[WORK REQUEST] Without any alteration, retype the records that appear below.

[ENTRIES SHOWN]
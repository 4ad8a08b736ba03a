use crate::llm_adapter::parse_model_json;
use crate::traits::ModelBackend;
use crate::types::{DigestError, ItemWithEnrichment, Result};
use crate::utils::cancel::or_cancel;
use serde::{Deserialize, Serialize};
use std::fmt::Write;
use std::sync::Arc;
use tokio_util::sync::CancellationToken;
use tracing::info;

pub const TRENDS_SYSTEM_PROMPT: &str = r#"You are a technology trend analyst. Based on the following list of recently scored tech articles, identify 2-3 macro technology trends.

For each trend, provide:
- A concise title in Chinese (no pinyin, no parenthetical notes)
- A 2-3 sentence description in Chinese explaining the trend
- A list of related article titles from the input (use the exact original English titles)

Respond ONLY with valid JSON using standard ASCII double quotes. No text outside JSON string values:
{"trends":[{"title":"...","description":"...","articles":["Article Title 1"]}]}"#;

#[derive(Debug, Clone, Default, PartialEq, Eq, Serialize, Deserialize)]
pub struct TrendReport {
    #[serde(default)]
    pub trends: Vec<Trend>,
}

impl TrendReport {
    pub fn is_empty(&self) -> bool {
        self.trends.is_empty()
    }
}

/// A cluster of related items. `articles` holds the exact item titles as the
/// model echoed them back.
#[derive(Debug, Clone, Default, PartialEq, Eq, Serialize, Deserialize)]
pub struct Trend {
    pub title: String,
    #[serde(default)]
    pub description: String,
    #[serde(default)]
    pub articles: Vec<String>,
}

impl Trend {
    /// Positions in `items` whose title matches one of the cluster's articles
    /// exactly. Unmatched titles are ignored.
    pub fn resolve(&self, items: &[ItemWithEnrichment]) -> Vec<usize> {
        self.articles
            .iter()
            .filter_map(|title| items.iter().position(|i| &i.item.title == title))
            .collect()
    }
}

/// Clusters a ranked selection into a handful of themes with one model call.
pub struct TrendAggregator {
    backend: Arc<dyn ModelBackend>,
}

impl TrendAggregator {
    pub fn new(backend: Arc<dyn ModelBackend>) -> Self {
        Self { backend }
    }

    /// Single attempt. Failures go back to the caller, which decides whether
    /// to deliver without clusters.
    pub async fn aggregate(
        &self,
        items: &[ItemWithEnrichment],
        token: &CancellationToken,
    ) -> Result<TrendReport> {
        if items.is_empty() {
            return Ok(TrendReport::default());
        }

        let prompt = build_prompt(items);
        let raw = or_cancel(token, self.backend.complete(TRENDS_SYSTEM_PROMPT, &prompt)).await?;
        let report: TrendReport = parse_model_json(&raw)?;

        if report.trends.iter().any(|t| t.title.trim().is_empty()) {
            return Err(DigestError::MalformedOutput {
                reason: "trend without a title".to_string(),
                raw,
            });
        }

        info!("Identified {} trends over {} items", report.trends.len(), items.len());
        Ok(report)
    }
}

/// One numbered line per item, in ranked order.
pub fn build_prompt(items: &[ItemWithEnrichment]) -> String {
    let mut prompt = String::new();
    for (i, entry) in items.iter().enumerate() {
        let _ = writeln!(
            prompt,
            "{}. [{}] {} (score: {}, category: {}, keywords: {})",
            i + 1,
            entry.item.source,
            entry.item.title,
            entry.enrichment.total_score(),
            entry.enrichment.category,
            entry.enrichment.keywords.join(", ")
        );
    }
    prompt
}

[COMPLETED TASK]
repository 4ad8a08b736ba03a
use crate::llm_adapter::parse_model_json;
use crate::traits::ModelBackend;
use crate::types::{DigestError, ItemWithEnrichment, Result};
use crate::utils::cancel::or_cancel;
use serde::{Deserialize, Serialize};
use std::fmt::Write;
use std::sync::Arc;
use tokio_util::sync::CancellationToken;
use tracing::info;

pub const TRENDS_SYSTEM_PROMPT: &str = r#"You are a technology trend analyst. Based on the following list of recently scored tech articles, identify 2-3 macro technology trends.

For each trend, provide:
- A concise title in Chinese (no pinyin, no parenthetical notes)
- A 2-3 sentence description in Chinese explaining the trend
- A list of related article titles from the input (use the exact original English titles)

Respond ONLY with valid JSON using standard ASCII double quotes. No text outside JSON string values:
{"trends":[{"title":"...","description":"...","articles":["Article Title 1"]}]}"#;

#[derive(Debug, Clone, Default, PartialEq, Eq, Serialize, Deserialize)]
pub struct TrendReport {
    #[serde(default)]
    pub trends: Vec<Trend>,
}

impl TrendReport {
    pub fn is_empty(&self) -> bool {
        self.trends.is_empty()
    }
}

/// A cluster of related items. `articles` holds the exact item titles as the
/// model echoed them back.
#[derive(Debug, Clone, Default, PartialEq, Eq, Serialize, Deserialize)]
pub struct Trend {
    pub title: String,
    #[serde(default)]
    pub description: String,
    #[serde(default)]
    pub articles: Vec<String>,
}

impl Trend {
    /// Positions in `items` whose title matches one of the cluster's articles
    /// exactly. Unmatched titles are ignored.
    pub fn resolve(&self, items: &[ItemWithEnrichment]) -> Vec<usize> {
        self.articles
            .iter()
            .filter_map(|title| items.iter().position(|i| &i.item.title == title))
            .collect()
    }
}

/// Clusters a ranked selection into a handful of themes with one model call.
pub struct TrendAggregator {
    backend: Arc<dyn ModelBackend>,
}

impl TrendAggregator {
    pub fn new(backend: Arc<dyn ModelBackend>) -> Self {
        Self { backend }
    }

    /// Single attempt. Failures go back to the caller, which decides whether
    /// to deliver without clusters.
    pub async fn aggregate(
        &self,
        items: &[ItemWithEnrichment],
        token: &CancellationToken,
    ) -> Result<TrendReport> {
        if items.is_empty() {
            return Ok(TrendReport::default());
        }

        let prompt = build_prompt(items);
        let raw = or_cancel(token, self.backend.complete(TRENDS_SYSTEM_PROMPT, &prompt)).await?;
        let report: TrendReport = parse_model_json(&raw)?;

        if report.trends.iter().any(|t| t.title.trim().is_empty()) {
            return Err(DigestError::MalformedOutput {
                reason: "trend without a title".to_string(),
                raw,
            });
        }

        info!("Identified {} trends over {} items", report.trends.len(), items.len());
        Ok(report)
    }
}

/// One numbered line per item, in ranked order.
pub fn build_prompt(items: &[ItemWithEnrichment]) -> String {
    let mut prompt = String::new();
    for (i, entry) in items.iter().enumerate() {
        let _ = writeln!(
            prompt,
            "{}. [{}] {} (score: {}, category: {}, keywords: {})",
            i + 1,
            entry.item.source,
            entry.item.title,
            entry.enrichment.total_score(),
            entry.enrichment.category,
            entry.enrichment.keywords.join(", ")
        );
    }
    prompt
}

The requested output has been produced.